Présentée en janvier 1927, la première collection d’Elsa Schiaparelli après de la création de sa propre maison en est la preuve : les trompe-l’œil et jeux d’illusion passionnent la jeune Italienne, arrivée à Paris cinq ans plus tôt. Au fil d’un vestiaire intégralement composé de pièces tricotées, la créatrice dévoile des pulls à la coupe très simple qui imitent des vareuses, des chemisiers ou des cravates par l’intégration savante de motifs contrastés directement dans leur maille. Dix ans plus tard, la couturière continue d’utiliser le vêtement comme support de dessins figuratifs, grâce notamment à l’aide de la maison de broderie Lesage et de ses amis artistes. Car outre Salvador Dalí, une autre figure de l’art du début du 20e siècle comptera beaucoup pour Elsa Schiaparelli : Jean Cocteau. Fasciné par l’excentricité de la jeune femme à l’époque où les tendances parisiennes l’opposent à la sobriété défendue par Gabrielle Chanel, le poète et peintre français réalisera pour elle deux dessins, dont l’un représente deux visages identiques se faisant face afin que les contours de leurs profils dessinent la forme d’un vase empli de fleurs. Grâce aux ateliers Lesage, Elsa Schiaparelli fait reporter cette image ambiguë sur le haut du dos d’un manteau en jersey de soie violacé, appuyant le rouge des lèves et le bleu des yeux par l’application de paillettes, et le volume des roses par des pliages habiles de tissu cousu en relief. Dans ses mémoires publiées en 1954, la créatrice défendra l’importance de ces collaborations artistiques, à l’époque assez rare dans la mode occidentale mais devenues aujourd’hui monnaie courante chez les créateurs et maisons : “travailler avec des artistes tels que Bébé Bérard, Jean Cocteau, Salvator Dalí [sic], Vertès et Van Dongen, avec des photographes comme Honingen-Huene [sic], Horst, Cecil Beaton et Man Ray, avait quelque chose d’exaltant. On se sentait aidé, encouragé, au-delà de la réalité matérielle et ennuyeuse, qu’est la fabrication d’une robe à vendre.”

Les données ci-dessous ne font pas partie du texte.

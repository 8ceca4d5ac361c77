//! Session registry: the single source of truth for session existence,
//! status, and backend ownership.
//!
//! All mutation funnels through compare-and-set style operations so that
//! the orchestrator, the I/O pump tasks, the expiry sweeper, and
//! user-initiated disconnects can race on the same session without
//! double-releasing a backend.

use std::collections::HashMap;
use std::path::PathBuf;
use std::sync::Arc;
use std::sync::RwLock;
use std::time::{Duration, Instant};

use tokio::sync::mpsc;
use tracing::debug;

use super::{SessionId, SessionStatus};
use crate::error::TermRelayError;
use crate::remote::RemoteShellHandle;
use crate::Result;

/// What backs a session.
#[derive(Debug, Clone, Copy, PartialEq, Eq)]
pub enum SessionKind {
    /// Locally spawned interactive shell.
    LocalShell,
    /// Locally spawned script file.
    LocalScript,
    /// Interactive shell over a remote secure connection.
    RemoteShell,
}

/// Kind-specific teardown control.
pub enum BackendControl {
    /// Local process: the exit watcher owns the child; teardown is a
    /// terminate request (payload: force flag) on its control channel.
    Local { terminate: mpsc::Sender<bool> },
    /// Remote shell: close-once channel + connection wrapper.
    Remote { shell: Arc<RemoteShellHandle> },
}

/// The backend resource attached to a session. Exclusively owned by the
/// session entry; moved out exactly once on teardown.
pub struct BackendHandle {
    input: mpsc::Sender<Vec<u8>>,
    control: BackendControl,
}

impl BackendHandle {
    pub fn local(input: mpsc::Sender<Vec<u8>>, terminate: mpsc::Sender<bool>) -> Self {
        Self {
            input,
            control: BackendControl::Local { terminate },
        }
    }

    pub fn remote(input: mpsc::Sender<Vec<u8>>, shell: Arc<RemoteShellHandle>) -> Self {
        Self {
            input,
            control: BackendControl::Remote { shell },
        }
    }

    /// Clone of the input channel feeding the backend's writer task.
    pub fn input(&self) -> mpsc::Sender<Vec<u8>> {
        self.input.clone()
    }

    /// The remote shell wrapper, when this is a remote backend.
    pub fn remote_shell(&self) -> Option<Arc<RemoteShellHandle>> {
        match &self.control {
            BackendControl::Remote { shell } => Some(Arc::clone(shell)),
            BackendControl::Local { .. } => None,
        }
    }

    /// The backend died on its own: its writer task ended and dropped the
    /// input receiver. Lets the sweep catch sessions whose exit event was
    /// lost.
    pub fn is_dead(&self) -> bool {
        match &self.control {
            BackendControl::Local { .. } => self.input.is_closed(),
            BackendControl::Remote { shell } => {
                self.input.is_closed() || !shell.is_connected()
            }
        }
    }

    /// Release the underlying resource. For local backends this hands a
    /// terminate request to the exit watcher, which owns the child; for
    /// remote backends it closes channel and connection (once).
    pub async fn release(&self, force: bool) {
        match &self.control {
            BackendControl::Local { terminate } => {
                // Watcher gone means the process already exited.
                let _ = terminate.try_send(force);
            }
            BackendControl::Remote { shell } => shell.close_all().await,
        }
    }
}

/// Outcome of [`SessionRegistry::take_backend`].
pub enum TakeOutcome {
    /// This caller moved the session to DISCONNECTED; carries the backend
    /// handle when one was attached.
    Taken(Option<BackendHandle>),
    /// A concurrent caller already disconnected the session.
    AlreadyDisconnected,
}

/// A tracked session.
struct Session {
    kind: SessionKind,
    owner: String,
    status: SessionStatus,
    script_path: Option<String>,
    working_dir: Option<PathBuf>,
    created_at: Instant,
    last_activity_at: Instant,
    expires_at: Instant,
    last_error: Option<String>,
    backend: Option<BackendHandle>,
}

/// Read-only snapshot of a session for status queries.
#[derive(Debug, Clone)]
pub struct SessionInfo {
    pub id: SessionId,
    pub kind: SessionKind,
    pub owner: String,
    pub status: SessionStatus,
    pub script_path: Option<String>,
    pub working_dir: Option<PathBuf>,
    pub created_at: Instant,
    pub last_activity_at: Instant,
    pub expires_at: Instant,
    pub last_error: Option<String>,
}

impl Session {
    fn snapshot(&self, id: SessionId) -> SessionInfo {
        SessionInfo {
            id,
            kind: self.kind,
            owner: self.owner.clone(),
            status: self.status,
            script_path: self.script_path.clone(),
            working_dir: self.working_dir.clone(),
            created_at: self.created_at,
            last_activity_at: self.last_activity_at,
            expires_at: self.expires_at,
            last_error: self.last_error.clone(),
        }
    }
}

/// Thread-safe session store with per-owner quota enforcement and
/// time-based expiry.
pub struct SessionRegistry {
    sessions: RwLock<HashMap<SessionId, Session>>,
    max_per_owner: usize,
    timeout: Duration,
}

impl SessionRegistry {
    pub fn new(max_per_owner: usize, timeout: Duration) -> Self {
        Self {
            sessions: RwLock::new(HashMap::new()),
            max_per_owner,
            timeout,
        }
    }

    /// Reserve a slot for a new session in CREATED status.
    ///
    /// The quota check and the insert happen under one write lock, so two
    /// concurrent creates from the same owner cannot both slip past the
    /// limit.
    pub fn create(
        &self,
        owner: &str,
        kind: SessionKind,
        script_path: Option<String>,
        working_dir: Option<PathBuf>,
    ) -> Result<SessionId> {
        let mut sessions = self.write_lock()?;

        let live = sessions
            .values()
            .filter(|s| s.owner == owner && s.status.counts_against_quota())
            .count();
        if live >= self.max_per_owner {
            return Err(TermRelayError::QuotaExceeded {
                owner: owner.to_string(),
                limit: self.max_per_owner,
            });
        }

        let id = SessionId::new();
        let now = Instant::now();
        sessions.insert(
            id,
            Session {
                kind,
                owner: owner.to_string(),
                status: SessionStatus::Created,
                script_path,
                working_dir,
                created_at: now,
                last_activity_at: now,
                expires_at: now + self.timeout,
                last_error: None,
                backend: None,
            },
        );
        debug!(session = %id, owner, ?kind, "session reserved");
        Ok(id)
    }

    /// Snapshot lookup, no side effects.
    pub fn get(&self, id: &SessionId) -> Result<Option<SessionInfo>> {
        let sessions = self.read_lock()?;
        Ok(sessions.get(id).map(|s| s.snapshot(*id)))
    }

    /// Snapshot list of one owner's sessions.
    pub fn list_by_owner(&self, owner: &str) -> Result<Vec<SessionInfo>> {
        let sessions = self.read_lock()?;
        Ok(sessions
            .iter()
            .filter(|(_, s)| s.owner == owner)
            .map(|(id, s)| s.snapshot(*id))
            .collect())
    }

    /// Number of tracked sessions.
    pub fn count(&self) -> usize {
        self.sessions.read().map(|s| s.len()).unwrap_or(0)
    }

    /// Compare-and-set status update.
    ///
    /// Fails with `InvalidTransition` if the current status is not in
    /// `from_allowed`, guarding against double-cleanup races. Records the
    /// error message on transitions to ERROR.
    pub fn transition(
        &self,
        id: &SessionId,
        from_allowed: &[SessionStatus],
        to: SessionStatus,
        error: Option<String>,
    ) -> Result<()> {
        let mut sessions = self.write_lock()?;
        let session = sessions
            .get_mut(id)
            .ok_or_else(|| TermRelayError::SessionNotFound(id.to_string()))?;

        if !from_allowed.contains(&session.status) {
            return Err(TermRelayError::InvalidTransition {
                from: session.status,
                to,
            });
        }
        session.status.transition_to(to)?;
        if to == SessionStatus::Error {
            session.last_error = error;
        }
        Ok(())
    }

    /// Attach the freshly acquired backend and mark the session CONNECTED.
    ///
    /// Only valid from CONNECTING. On any failure (session gone, or a
    /// disconnect won the race) the handle is handed back so the caller
    /// can release it.
    pub fn attach_connected(
        &self,
        id: &SessionId,
        handle: BackendHandle,
    ) -> std::result::Result<(), BackendHandle> {
        let Ok(mut sessions) = self.sessions.write() else {
            return Err(handle);
        };
        match sessions.get_mut(id) {
            Some(session) if session.status == SessionStatus::Connecting => {
                session.status = SessionStatus::Connected;
                session.backend = Some(handle);
                Ok(())
            }
            _ => Err(handle),
        }
    }

    /// Move the session to DISCONNECTED and take its backend handle.
    ///
    /// The first caller gets `Taken`; concurrent disconnect, exit
    /// detection, and expiry all call this, and only one of them will see
    /// the handle. `Taken(None)` means the session was live but never
    /// acquired a backend (still connecting, or errored).
    pub fn take_backend(&self, id: &SessionId) -> Result<TakeOutcome> {
        let mut sessions = self.write_lock()?;
        let session = sessions
            .get_mut(id)
            .ok_or_else(|| TermRelayError::SessionNotFound(id.to_string()))?;

        if session.status == SessionStatus::Disconnected {
            return Ok(TakeOutcome::AlreadyDisconnected);
        }
        session.status = SessionStatus::Disconnected;
        Ok(TakeOutcome::Taken(session.backend.take()))
    }

    /// Clone of the connected backend's input channel, with ownership and
    /// status checked under the same lock.
    pub fn connected_input(&self, id: &SessionId, owner: &str) -> Result<mpsc::Sender<Vec<u8>>> {
        let sessions = self.read_lock()?;
        let session = sessions
            .get(id)
            .ok_or_else(|| TermRelayError::SessionNotFound(id.to_string()))?;
        Self::check_owner(id, session, owner)?;
        Self::check_connected(id, session)?;
        session
            .backend
            .as_ref()
            .map(|b| b.input())
            .ok_or(TermRelayError::WriteFailed)
    }

    /// The connected backend's remote shell, if it has one. `Ok(None)`
    /// for local sessions, where resize is a no-op.
    pub fn connected_remote(
        &self,
        id: &SessionId,
        owner: &str,
    ) -> Result<Option<Arc<RemoteShellHandle>>> {
        let sessions = self.read_lock()?;
        let session = sessions
            .get(id)
            .ok_or_else(|| TermRelayError::SessionNotFound(id.to_string()))?;
        Self::check_owner(id, session, owner)?;
        Self::check_connected(id, session)?;
        Ok(session.backend.as_ref().and_then(|b| b.remote_shell()))
    }

    /// Verify the caller owns the session.
    pub fn check_access(&self, id: &SessionId, owner: &str) -> Result<()> {
        let sessions = self.read_lock()?;
        let session = sessions
            .get(id)
            .ok_or_else(|| TermRelayError::SessionNotFound(id.to_string()))?;
        Self::check_owner(id, session, owner)
    }

    /// Refresh the activity timestamp and push expiry out.
    pub fn touch(&self, id: &SessionId) -> Result<()> {
        let mut sessions = self.write_lock()?;
        let session = sessions
            .get_mut(id)
            .ok_or_else(|| TermRelayError::SessionNotFound(id.to_string()))?;
        let now = Instant::now();
        session.last_activity_at = now;
        session.expires_at = now + self.timeout;
        Ok(())
    }

    /// Remove a session from the map. Returns any backend handle still
    /// attached so the caller can do a best-effort release.
    pub fn remove(&self, id: &SessionId) -> Result<Option<BackendHandle>> {
        let mut sessions = self.write_lock()?;
        Ok(sessions.remove(id).and_then(|s| s.backend))
    }

    /// Remove and return all sessions past expiry or whose backend has
    /// independently died.
    pub fn sweep_expired(&self, now: Instant) -> Result<Vec<(SessionId, Option<BackendHandle>)>> {
        let mut sessions = self.write_lock()?;
        let doomed: Vec<SessionId> = sessions
            .iter()
            .filter(|(_, s)| {
                s.expires_at <= now || s.backend.as_ref().map(|b| b.is_dead()).unwrap_or(false)
            })
            .map(|(id, _)| *id)
            .collect();

        Ok(doomed
            .into_iter()
            .filter_map(|id| sessions.remove(&id).map(|s| (id, s.backend)))
            .collect())
    }

    /// Shutdown path: remove every session, returning the handles.
    pub fn drain(&self) -> Vec<(SessionId, Option<BackendHandle>)> {
        let Ok(mut sessions) = self.sessions.write() else {
            return Vec::new();
        };
        sessions.drain().map(|(id, s)| (id, s.backend)).collect()
    }

    fn check_owner(id: &SessionId, session: &Session, owner: &str) -> Result<()> {
        if session.owner != owner {
            return Err(TermRelayError::AccessDenied {
                session: id.to_string(),
                owner: owner.to_string(),
            });
        }
        Ok(())
    }

    fn check_connected(id: &SessionId, session: &Session) -> Result<()> {
        if !session.status.can_accept_input() {
            return Err(TermRelayError::NotConnected {
                session: id.to_string(),
                status: session.status,
            });
        }
        Ok(())
    }

    fn read_lock(
        &self,
    ) -> Result<std::sync::RwLockReadGuard<'_, HashMap<SessionId, Session>>> {
        self.sessions.read().map_err(|_| TermRelayError::LockPoisoned)
    }

    fn write_lock(
        &self,
    ) -> Result<std::sync::RwLockWriteGuard<'_, HashMap<SessionId, Session>>> {
        self.sessions
            .write()
            .map_err(|_| TermRelayError::LockPoisoned)
    }
}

Elsa Schiaparelli, détail de la Cape Phoebus (hiver 1937-1938). Laine, soie et broderie. Musée des Arts décoratifs © Valérie Belin Elsa Schiaparelli, détail de la Cape Phoebus (hiver 1937-1938). Laine, soie et broderie. Musée des Arts décoratifs © Valérie Belin
Elsa Schiaparelli, détail de la Cape Phoebus (hiver 1937-1938). Laine, soie et broderie. Musée des Arts décoratifs © Valérie Belin

La cape Phoebus : synthèse étincelante du génie d'Elsa Schiaparelli

 

 

Giovanni Schiaparelli, l’oncle d’Elsa Schiaparelli, était en Italie un astronome réputé. Dès son enfance, il identifie sur la joue de sa nièce des grains de beauté dont le placement lui évoque celui de la Grande ourse. Dès lors, les étoiles et planètes ne cesseront de fasciner la jeune Italienne. Passionnée d’astrologie, la créatrice en fait le thème de sa collection hiver 1938-1939, qui représente sans doute l’apogée de sa maison, de ses ressources et de sa créativité. Au fil des vestes, capes, robes et manteaux, les lumières de la galaxie scintillent par des broderies de fils d’or, paillettes et lames métalliques représentant les astres, les rayons et autres constellations d’étoiles. Chef-d’œuvre de cette collection, sur lequel s’ouvre l’exposition au MAD, la cape du soir Phoebus illustre à elle seule toute l’essence de la maison Schiaparelli : sa ratine – un épais tissu de laine – est intégralement coupée dans le même “Shocking pink”, rose fuchsia signature de la créatrice, tandis qu’apparaît au dos du vêtement un visage auréolé de rayons dorés et argentés qui évoque un soleil souriant, minutieusement brodé grâce au savoir-faire exceptionnel de la maison Lesage. Inspirée par la figure mythologique de la Méduse, créature maléfique à la chevelure de serpent, cette figure devient ici plus bienveillante alors que la couturière y intègre également des références au roi soleil Louis XIV et l’opulence de son palais à Versailles, autant qu’à Apollon, dieu grec du soleil – que l’on nomme aussi parfois Phoebus. Une manière poétique et délicate de traduire le sens de la narration, mais aussi du détournement, inhérent aux créations de Schiaparelli.

 

 

“Shocking ! Les mondes surréalistes d'Elsa Schiaparelli”, du 6 juillet 2022 au 22 janvier 2023 au MAD, Paris 1er.